上一篇将请求流程描述一遍,这篇将描述一下相关的源码。
1 访问客户端受保护的资源
GET /Home/Secure HTTP/1.1HTTP/1.1 302 Found
Date: Tue, 23 Oct 2018 09:02:40 GMT
Location: http://127.0.0.1:5000/connect/authorize?client_id=mvc&redirect_uri=http://127.0.0.1:5002/signin-oidc&response_type=id_token&scope=openid profile&response_mode=form_post&nonce=636758。。。&state=CfD。。。ZLI0fuVlCMPs&x-client-SKU=ID_NET&x-client-ver=2.1.4.0
Secure action 代码如下:
[Authorize] public IActionResult Secure() { ViewData["Message"] = "Secure page."; return View(); }
1.1 authorizationPolicy
不同点在用 Authorize 修饰了 action,中间有些曲折,最终其相当于在 ActionContext 的属性 FilterDescriptors 添加了一个 AuthorizerFilte,这个过滤器的 Policy 是 DenyAnonymousAuthorizationRequirement,就是拒绝匿名用户访问,同 [Authorize] 定义相符。
MVC 过滤器的解释及相关可以参考官方文档,个人认为主要是实践 AOP 想法。
1.2 Challenged
过滤器被执行的结果是
项目的地址在这里。dotnet core 授权和认证的原理主要是5个扩展方法,相关的代码是在 HttpAbstractions 这个项目中。
1.3 生成 redirect
MvcClient 中配置 oidc 的 options 会赋给 OpenIDConnectMessage 对象,并最终拼接中 RedirectUrl:
public class Startup { public void ConfigureServices(IServiceCollection services) { services.AddMvc(); JwtSecurityTokenHandler.DefaultInboundClaimTypeMap.Clear(); services.AddAuthentication(options => { options.DefaultScheme = "Cookies"; options.DefaultChallengeScheme = "oidc"; }) .AddCookie("Cookies") .AddOpenIdConnect("oidc", options => { options.SignInScheme = "Cookies"; options.Authority = "http://127.0.0.1:5000"; options.RequireHttpsMetadata = false; options.ClientId = "mvc"; options.SaveTokens = true; }); }
1.4 OpenIDConnectOptions
这个地方就可以看到 oidc 许多默认设置,比如当 Scope 没有设置时,默认会请求“openid”和“profile”

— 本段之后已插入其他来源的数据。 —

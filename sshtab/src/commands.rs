//! Subcommand implementations.
//!
//! Results go to the writer passed in (stdout in the binary); diagnostics
//! are left to the caller, which prefixes them with the subcommand name.

use crate::cli::{Command, PickArgs};
use crate::items::{self, PickItem};
use crate::picker::{AliasUpdate, PickOutcome, PickerConfig, run_picker};
use anyhow::{Context as _, anyhow};
use nix::unistd::execvp;
use sshtab_store::{AliasLog, AliasMap, Config, StoreError, merge_recent};
use sshtab_types::PolicyError;
use sshtab_types::normalize::{
    extract_args, normalize_alias_name, normalize_args_input, normalize_command_raw,
    normalize_command_tokens, normalize_ssh_command,
};
use sshtab_types::text::trim_space;
use sshtab_types::validate::{
    contains_control_chars, contains_forbidden_metachars, validate_exec_args,
};
use std::convert::Infallible;
use std::ffi::CString;
use std::io::Write;
use thiserror::Error;
use tracing::{debug, warn};

const SSH_PROGRAM: &str = "ssh";
const SELF_PREFIX: &str = "sshtab ";

#[derive(Error, Debug)]
pub enum Failure {
    /// Exit non-zero without a message: nothing to pick, or canceled.
    #[error("no selection")]
    Quiet,
    #[error(transparent)]
    Store(#[from] StoreError),
    #[error(transparent)]
    Policy(#[from] PolicyError),
    #[error(transparent)]
    Other(#[from] anyhow::Error),
}

pub type CommandResult = Result<(), Failure>;

pub fn run<W: Write>(command: Command, config: &Config, out: &mut W) -> CommandResult {
    match command {
        Command::Record { exit_code, raw } => record(config, exit_code, &raw),
        Command::Add { command } => add(config, &command),
        Command::List { limit, with_ids } => list(config, limit, with_ids, out),
        Command::Pick(args) => pick(config, &args, out),
        Command::PickCommand(args) => pick_command(config, &args, out),
        Command::Alias {
            name,
            id,
            address,
            limit,
        } => alias(config, &name, id, address.as_deref(), limit),
        Command::Delete { index, pick, limit } => delete(config, index, pick, limit),
        Command::Exec { args_string } => match exec(&args_string)? {},
    }
}

/// Shell hook entry point. Anything that is not a successful ssh command
/// is silently ignored; only an empty `raw` is an error.
pub fn record(config: &Config, exit_code: i32, raw: &str) -> CommandResult {
    if raw.is_empty() {
        return Err(anyhow!("--raw is required").into());
    }
    if exit_code != 0 || contains_control_chars(raw) {
        return Ok(());
    }
    let Some(command) = normalize_ssh_command(raw) else {
        debug!("record: not an ssh command: {:?}", raw);
        return Ok(());
    };
    config.ssh_history().append(&command, 0)?;
    config.command_history().append(&command, 0)?;
    Ok(())
}

pub fn add(config: &Config, words: &[String]) -> CommandResult {
    let command = match words {
        [single] => normalize_command_raw(single)?,
        _ => normalize_command_tokens(words)?,
    };
    let command = match command.strip_prefix(SELF_PREFIX) {
        Some(rest) => {
            let rest = trim_space(rest);
            if rest.is_empty() {
                return Err(anyhow!("command empty after stripping sshtab prefix").into());
            }
            rest.to_string()
        }
        None => command,
    };
    config.command_history().append(&command, 0)?;
    Ok(())
}

pub fn list<W: Write>(
    config: &Config,
    limit: usize,
    with_ids: bool,
    out: &mut W,
) -> CommandResult {
    let entries = config.ssh_history().load_recent_unique(limit)?;
    for (idx, entry) in entries.iter().enumerate() {
        if with_ids {
            writeln!(out, "{}\t{}", idx, entry.command).context("write failed")?;
        } else {
            writeln!(out, "{}", entry.command).context("write failed")?;
        }
    }
    Ok(())
}

/// Resolve `--select` or run the interactive picker.
fn choose<'a>(
    items: &'a mut [PickItem],
    args: &PickArgs,
    title: &str,
    alias_update: AliasUpdate<'a>,
) -> Result<&'a PickItem, Failure> {
    if items.is_empty() {
        return Err(Failure::Quiet);
    }
    let index = if args.non_interactive {
        args.select.ok_or(Failure::Quiet)?
    } else {
        match run_picker(items, title, PickerConfig::default(), Some(alias_update))? {
            PickOutcome::Selected(index) => index,
            PickOutcome::Canceled => return Err(Failure::Quiet),
        }
    };
    items.get(index).ok_or(Failure::Quiet)
}

pub fn pick<W: Write>(config: &Config, args: &PickArgs, out: &mut W) -> CommandResult {
    let entries = config.ssh_history().load_recent_unique(args.limit)?;
    let aliases = config.ssh_aliases();
    let mut items = items::ssh_items(&entries, &load_aliases(&aliases));

    let update: AliasUpdate = Box::new(|item, input| set_ssh_alias(&aliases, &item.args, input));
    let item = choose(&mut items, args, "sshtab pick", update)?;
    if contains_control_chars(&item.args) {
        return Err(Failure::Quiet);
    }
    writeln!(out, "{}", item.args).context("write failed")?;
    Ok(())
}

pub fn pick_command<W: Write>(config: &Config, args: &PickArgs, out: &mut W) -> CommandResult {
    let entries = merge_recent(
        config.command_history().load_recent_unique(0)?,
        config.ssh_history().load_recent_unique(0)?,
        args.limit,
    );
    let command_aliases = config.command_aliases();
    let mut items = items::command_items(
        &entries,
        &load_aliases(&command_aliases),
        &load_aliases(&config.ssh_aliases()),
    );

    let update: AliasUpdate = Box::new(|item, input| {
        let alias = normalize_alias_name(input)?;
        if contains_control_chars(&item.args) || contains_forbidden_metachars(&item.args) {
            return Err(anyhow!("command contains invalid characters"));
        }
        command_aliases.set_or_clear(&item.args, &alias)?;
        Ok(())
    });
    let item = choose(&mut items, args, "sshtab pick-command", update)?;
    if contains_control_chars(&item.args) || contains_forbidden_metachars(&item.args) {
        return Err(Failure::Quiet);
    }
    writeln!(out, "{}", item.args).context("write failed")?;
    Ok(())
}

/// Aliases only decorate rows, so an unreadable alias log is not fatal.
fn load_aliases(log: &AliasLog) -> AliasMap {
    log.load().unwrap_or_else(|err| {
        warn!("ignoring aliases in {}: {}", log.path().display(), err);
        AliasMap::new()
    })
}

fn set_ssh_alias(aliases: &AliasLog, args: &str, input: &str) -> anyhow::Result<()> {
    let alias = normalize_alias_name(input)?;
    if contains_control_chars(args) {
        return Err(anyhow!("args contain control characters"));
    }
    aliases.set_or_clear(args, &alias)?;
    Ok(())
}

pub fn alias(
    config: &Config,
    name: &str,
    id: Option<usize>,
    address: Option<&str>,
    limit: usize,
) -> CommandResult {
    let args = match (id, address) {
        (Some(id), _) => {
            let entries = config.ssh_history().load_recent_unique(limit)?;
            if entries.is_empty() {
                return Err(anyhow!("history is empty").into());
            }
            let entry = entries.get(id).ok_or_else(|| anyhow!("id out of range"))?;
            let args = extract_args(&entry.command);
            if args.is_empty() {
                return Err(anyhow!("empty args").into());
            }
            args.to_string()
        }
        (None, Some(address)) => normalize_args_input(address)?,
        (None, None) => return Err(anyhow!("--id or --address is required").into()),
    };
    set_ssh_alias(&config.ssh_aliases(), &args, name)?;
    Ok(())
}

pub fn delete(
    config: &Config,
    index: Option<usize>,
    use_pick: bool,
    limit: usize,
) -> CommandResult {
    let log = config.ssh_history();
    let entries = log.load_recent_unique(limit)?;
    if entries.is_empty() {
        return Err(anyhow!("history is empty").into());
    }

    let command = if use_pick {
        let mut items = items::delete_items(&entries, &load_aliases(&config.ssh_aliases()));
        if items.is_empty() {
            return Err(anyhow!("no deletable entries").into());
        }
        match run_picker(&mut items, "sshtab delete", PickerConfig::default(), None)? {
            PickOutcome::Selected(index) => match items.get(index) {
                Some(item) => item.display.clone(),
                None => return Err(Failure::Quiet),
            },
            PickOutcome::Canceled => return Err(Failure::Quiet),
        }
    } else {
        let index = index.ok_or_else(|| anyhow!("--index or --pick is required"))?;
        match entries.get(index) {
            Some(entry) => entry.command.clone(),
            None => return Err(anyhow!("index out of range").into()),
        }
    };

    let removed = log.delete_command(&command)?;
    debug!("deleted {} lines of {:?}", removed, command);
    Ok(())
}

/// `ssh` followed by the validated tokens of `args_string`.
pub fn exec_argv(args_string: &str) -> Result<Vec<CString>, Failure> {
    let tokens = validate_exec_args(args_string)?;
    std::iter::once(SSH_PROGRAM.to_string())
        .chain(tokens)
        .map(|arg| CString::new(arg).map_err(|err| Failure::Other(err.into())))
        .collect()
}

/// Replace the current process with `ssh`. Returns only on failure.
pub fn exec(args_string: &str) -> Result<Infallible, Failure> {
    let argv = exec_argv(args_string)?;
    let errno = match execvp(&argv[0], &argv) {
        Ok(never) => match never {},
        Err(errno) => errno,
    };
    Err(anyhow!(std::io::Error::from(errno)).into())
}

2 重定向到:请求identity Service 授权
GET /connect/authorize?client_id=mvc&redirect_uri=http%3A%2F%2F127.0.0.1%3A5002%2Fsignin-oidc&response_type=id_tok
HTTP/1.1 302 Found
Location: http://127.0.0.1:5000/account/login?returnUrl=%2Fconnect%2Fauthorize%2Fca。。。%26x-client-ver%3D2.1.4.0
2.1 IdentityServerMiddleware
项目地址在这里
在 IdentityServer 的 Starup中
app.UseIdentityServer();
主要是将 IdentityServerMiddleware 中间件提交 app 管道中,
2.2 endpoint
个人认为 identityServer 的实现时各种 endpoint,并将 endpoint 与路径挂钩,
public static class ProtocolRoutePaths { public const string Authorize = "connect/authorize"; public const string AuthorizeCallback = Authorize + "/callback"; public const string DiscoveryConfiguration = ".well-known/openid-configuration"; public const string DiscoveryWebKeys = DiscoveryConfiguration + "/jwks"; public const string Token = "connect/token"; public const string Revocation = "connect/revocation"; public const string UserInfo = "connect/userinfo"; public const string Introspection = "connect/introspect"; public const string EndSession = "connect/endsession"; public const string EndSessionCallback = EndSession + "/callback"; public const string CheckSession = "connect/checksession"; public static readonly string[] CorsPaths = { DiscoveryConfiguration, DiscoveryWebKeys, Token, UserInfo, Revocation };
比如请求的地址为:/connect/authorize?,它获得的就是 AuthorizeEndpoint
2.3 LoginPageResult
var result = endpoint.ProcessAsync(context);
endpoint 处理后就是 result 对象,
同 endpoint 类似, IdentityServer 实现了各种 result
而 LoginPageResult 这是讲请求 redirect 到 /account/login?,这与抓包的流程3描述一致。
而后续在 IdentityServer 中跳转流程可通过了类似方式查看源代码,就不再一一描述。
-------感觉写代码现在变成了体力活,无任何技术可言。